**Records for this task:**

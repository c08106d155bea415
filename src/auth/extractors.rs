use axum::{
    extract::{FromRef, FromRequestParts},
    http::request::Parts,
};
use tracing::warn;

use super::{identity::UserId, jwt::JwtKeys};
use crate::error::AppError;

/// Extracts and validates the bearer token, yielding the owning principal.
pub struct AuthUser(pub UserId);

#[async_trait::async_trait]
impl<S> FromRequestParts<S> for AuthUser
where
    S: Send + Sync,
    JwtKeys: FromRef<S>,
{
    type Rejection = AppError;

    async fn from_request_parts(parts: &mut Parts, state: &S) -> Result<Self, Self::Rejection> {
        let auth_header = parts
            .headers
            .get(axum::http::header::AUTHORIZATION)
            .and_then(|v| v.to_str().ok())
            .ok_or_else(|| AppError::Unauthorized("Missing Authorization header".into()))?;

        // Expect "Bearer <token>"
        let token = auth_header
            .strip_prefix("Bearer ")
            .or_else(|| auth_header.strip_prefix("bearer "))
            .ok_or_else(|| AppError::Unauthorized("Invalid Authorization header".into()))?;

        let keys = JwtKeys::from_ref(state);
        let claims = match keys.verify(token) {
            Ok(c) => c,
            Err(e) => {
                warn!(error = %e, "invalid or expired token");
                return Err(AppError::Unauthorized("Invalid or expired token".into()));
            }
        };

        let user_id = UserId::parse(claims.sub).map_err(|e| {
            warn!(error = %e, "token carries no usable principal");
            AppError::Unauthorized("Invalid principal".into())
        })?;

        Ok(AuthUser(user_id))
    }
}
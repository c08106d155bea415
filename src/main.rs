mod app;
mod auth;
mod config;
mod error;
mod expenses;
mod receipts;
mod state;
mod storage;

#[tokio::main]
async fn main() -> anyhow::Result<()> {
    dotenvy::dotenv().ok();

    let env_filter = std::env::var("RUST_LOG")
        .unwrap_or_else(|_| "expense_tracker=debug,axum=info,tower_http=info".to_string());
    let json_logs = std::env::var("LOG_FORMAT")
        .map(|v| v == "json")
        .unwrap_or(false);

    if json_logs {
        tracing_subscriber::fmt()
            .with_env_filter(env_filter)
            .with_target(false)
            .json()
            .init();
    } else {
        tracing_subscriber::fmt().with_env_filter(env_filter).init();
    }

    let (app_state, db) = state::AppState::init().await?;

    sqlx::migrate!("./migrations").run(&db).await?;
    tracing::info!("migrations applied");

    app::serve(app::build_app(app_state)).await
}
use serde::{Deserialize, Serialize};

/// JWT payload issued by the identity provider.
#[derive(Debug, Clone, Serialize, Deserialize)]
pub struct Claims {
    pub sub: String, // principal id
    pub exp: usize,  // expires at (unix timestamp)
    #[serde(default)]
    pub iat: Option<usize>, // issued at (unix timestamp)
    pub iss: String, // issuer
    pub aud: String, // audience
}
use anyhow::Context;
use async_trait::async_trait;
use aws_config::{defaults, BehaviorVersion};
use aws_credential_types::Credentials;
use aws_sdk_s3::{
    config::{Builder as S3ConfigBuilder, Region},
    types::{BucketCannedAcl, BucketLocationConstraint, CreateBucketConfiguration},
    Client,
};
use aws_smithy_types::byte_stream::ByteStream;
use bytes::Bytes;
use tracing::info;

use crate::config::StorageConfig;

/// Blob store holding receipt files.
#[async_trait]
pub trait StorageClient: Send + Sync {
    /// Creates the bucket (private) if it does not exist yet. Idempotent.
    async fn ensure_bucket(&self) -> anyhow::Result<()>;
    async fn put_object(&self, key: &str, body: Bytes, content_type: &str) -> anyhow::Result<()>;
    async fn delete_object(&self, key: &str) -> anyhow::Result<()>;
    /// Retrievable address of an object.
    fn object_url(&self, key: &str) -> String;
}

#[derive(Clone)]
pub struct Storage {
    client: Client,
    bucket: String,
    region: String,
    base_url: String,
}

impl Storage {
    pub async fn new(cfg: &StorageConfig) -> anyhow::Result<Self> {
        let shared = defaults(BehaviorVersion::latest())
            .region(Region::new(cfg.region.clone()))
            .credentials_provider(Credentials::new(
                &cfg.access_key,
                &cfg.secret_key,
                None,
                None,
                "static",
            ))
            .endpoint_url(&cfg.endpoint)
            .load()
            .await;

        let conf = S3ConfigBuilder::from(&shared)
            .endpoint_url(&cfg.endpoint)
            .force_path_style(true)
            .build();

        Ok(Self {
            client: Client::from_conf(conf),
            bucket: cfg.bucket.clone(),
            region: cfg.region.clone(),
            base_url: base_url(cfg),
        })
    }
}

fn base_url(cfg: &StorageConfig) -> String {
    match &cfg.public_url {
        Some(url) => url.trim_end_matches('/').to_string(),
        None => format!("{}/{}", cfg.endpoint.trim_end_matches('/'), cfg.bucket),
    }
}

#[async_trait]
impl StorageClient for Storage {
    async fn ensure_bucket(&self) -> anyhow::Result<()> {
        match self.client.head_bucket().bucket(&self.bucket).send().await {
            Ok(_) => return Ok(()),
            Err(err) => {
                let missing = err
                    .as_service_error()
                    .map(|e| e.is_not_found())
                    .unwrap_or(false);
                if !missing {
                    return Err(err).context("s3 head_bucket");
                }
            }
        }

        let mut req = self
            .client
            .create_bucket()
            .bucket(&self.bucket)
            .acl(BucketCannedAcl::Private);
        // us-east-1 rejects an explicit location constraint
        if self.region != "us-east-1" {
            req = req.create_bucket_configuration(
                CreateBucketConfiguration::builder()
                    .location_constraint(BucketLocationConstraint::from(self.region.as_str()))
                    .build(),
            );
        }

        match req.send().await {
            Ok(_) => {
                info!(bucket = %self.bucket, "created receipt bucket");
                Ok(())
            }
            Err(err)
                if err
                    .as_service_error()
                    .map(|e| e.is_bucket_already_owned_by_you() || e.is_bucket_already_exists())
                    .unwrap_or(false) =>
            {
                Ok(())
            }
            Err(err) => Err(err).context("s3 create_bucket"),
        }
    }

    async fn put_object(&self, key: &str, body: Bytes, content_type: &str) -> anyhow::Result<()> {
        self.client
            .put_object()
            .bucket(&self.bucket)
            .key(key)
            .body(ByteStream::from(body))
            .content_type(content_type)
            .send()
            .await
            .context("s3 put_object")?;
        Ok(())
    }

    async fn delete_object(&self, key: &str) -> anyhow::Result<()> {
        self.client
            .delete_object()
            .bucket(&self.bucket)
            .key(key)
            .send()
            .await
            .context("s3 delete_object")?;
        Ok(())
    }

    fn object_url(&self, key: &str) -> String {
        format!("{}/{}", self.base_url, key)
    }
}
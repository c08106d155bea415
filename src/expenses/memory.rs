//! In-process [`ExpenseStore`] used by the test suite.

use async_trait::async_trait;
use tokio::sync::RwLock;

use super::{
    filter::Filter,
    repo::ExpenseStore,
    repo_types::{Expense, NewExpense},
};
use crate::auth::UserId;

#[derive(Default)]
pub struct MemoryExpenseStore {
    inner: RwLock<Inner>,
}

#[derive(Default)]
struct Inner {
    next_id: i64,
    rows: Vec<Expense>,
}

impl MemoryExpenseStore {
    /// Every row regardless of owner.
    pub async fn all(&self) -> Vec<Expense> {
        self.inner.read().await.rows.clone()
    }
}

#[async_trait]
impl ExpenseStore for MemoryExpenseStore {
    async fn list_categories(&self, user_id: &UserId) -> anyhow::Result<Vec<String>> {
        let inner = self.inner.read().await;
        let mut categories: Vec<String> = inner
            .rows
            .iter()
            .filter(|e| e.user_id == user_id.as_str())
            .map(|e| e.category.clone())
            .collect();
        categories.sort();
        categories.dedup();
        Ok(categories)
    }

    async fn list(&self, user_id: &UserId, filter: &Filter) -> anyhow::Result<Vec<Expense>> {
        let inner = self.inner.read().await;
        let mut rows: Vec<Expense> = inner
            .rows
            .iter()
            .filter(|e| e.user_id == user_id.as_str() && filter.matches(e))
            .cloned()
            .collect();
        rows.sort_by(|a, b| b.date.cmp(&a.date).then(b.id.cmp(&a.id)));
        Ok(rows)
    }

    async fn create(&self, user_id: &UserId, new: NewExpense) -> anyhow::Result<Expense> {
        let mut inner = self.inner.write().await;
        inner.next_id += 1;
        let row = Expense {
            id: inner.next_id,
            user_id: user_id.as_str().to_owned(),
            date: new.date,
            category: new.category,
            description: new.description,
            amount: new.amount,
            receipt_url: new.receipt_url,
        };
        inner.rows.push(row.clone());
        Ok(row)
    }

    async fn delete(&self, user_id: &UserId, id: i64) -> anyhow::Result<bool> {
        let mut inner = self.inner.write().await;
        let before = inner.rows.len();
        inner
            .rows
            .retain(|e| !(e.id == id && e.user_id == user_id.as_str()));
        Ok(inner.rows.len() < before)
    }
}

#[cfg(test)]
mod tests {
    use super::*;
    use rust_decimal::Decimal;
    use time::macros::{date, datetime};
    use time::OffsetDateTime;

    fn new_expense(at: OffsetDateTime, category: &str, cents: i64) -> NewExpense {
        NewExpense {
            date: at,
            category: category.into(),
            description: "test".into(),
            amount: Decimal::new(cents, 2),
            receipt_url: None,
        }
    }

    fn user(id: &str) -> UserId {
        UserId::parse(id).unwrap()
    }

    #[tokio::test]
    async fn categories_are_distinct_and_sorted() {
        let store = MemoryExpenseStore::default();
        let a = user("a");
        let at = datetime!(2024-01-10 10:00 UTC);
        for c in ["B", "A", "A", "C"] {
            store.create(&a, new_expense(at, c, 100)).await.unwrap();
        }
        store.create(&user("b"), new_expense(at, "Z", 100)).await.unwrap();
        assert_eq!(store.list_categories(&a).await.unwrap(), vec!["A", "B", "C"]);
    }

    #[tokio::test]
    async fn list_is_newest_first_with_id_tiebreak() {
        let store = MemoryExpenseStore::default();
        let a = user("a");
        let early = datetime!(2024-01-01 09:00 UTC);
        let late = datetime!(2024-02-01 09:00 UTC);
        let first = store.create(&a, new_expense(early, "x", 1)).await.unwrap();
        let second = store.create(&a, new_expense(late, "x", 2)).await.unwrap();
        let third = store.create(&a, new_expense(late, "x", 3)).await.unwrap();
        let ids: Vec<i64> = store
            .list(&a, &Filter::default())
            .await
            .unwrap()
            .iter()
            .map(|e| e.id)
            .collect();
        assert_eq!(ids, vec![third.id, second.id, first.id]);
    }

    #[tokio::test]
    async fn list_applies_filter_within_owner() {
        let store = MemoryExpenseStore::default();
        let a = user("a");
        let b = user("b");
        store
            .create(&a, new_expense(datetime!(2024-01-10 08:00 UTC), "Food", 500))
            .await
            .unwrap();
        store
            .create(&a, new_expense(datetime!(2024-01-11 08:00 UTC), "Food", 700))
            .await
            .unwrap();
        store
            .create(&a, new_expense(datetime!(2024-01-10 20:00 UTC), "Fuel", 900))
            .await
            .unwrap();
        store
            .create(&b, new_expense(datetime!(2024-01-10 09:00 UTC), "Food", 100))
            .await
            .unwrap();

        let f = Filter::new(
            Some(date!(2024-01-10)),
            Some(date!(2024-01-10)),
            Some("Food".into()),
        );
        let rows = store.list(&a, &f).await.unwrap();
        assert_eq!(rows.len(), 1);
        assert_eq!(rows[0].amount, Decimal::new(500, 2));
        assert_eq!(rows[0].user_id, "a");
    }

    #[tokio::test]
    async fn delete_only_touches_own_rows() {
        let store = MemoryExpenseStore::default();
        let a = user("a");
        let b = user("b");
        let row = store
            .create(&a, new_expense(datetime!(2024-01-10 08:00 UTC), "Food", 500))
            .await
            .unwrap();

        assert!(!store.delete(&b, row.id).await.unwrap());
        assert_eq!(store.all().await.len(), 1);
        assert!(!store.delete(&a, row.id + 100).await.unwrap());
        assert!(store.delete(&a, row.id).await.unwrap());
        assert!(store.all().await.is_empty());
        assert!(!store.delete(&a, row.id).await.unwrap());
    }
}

**Work instructions:** Reproduce every line from the preceding data in which the word "usize" can be found.

**Solution to this task:**
    pub exp: usize,  // expires at (unix timestamp)
    pub iat: Option<usize>, // issued at (unix timestamp)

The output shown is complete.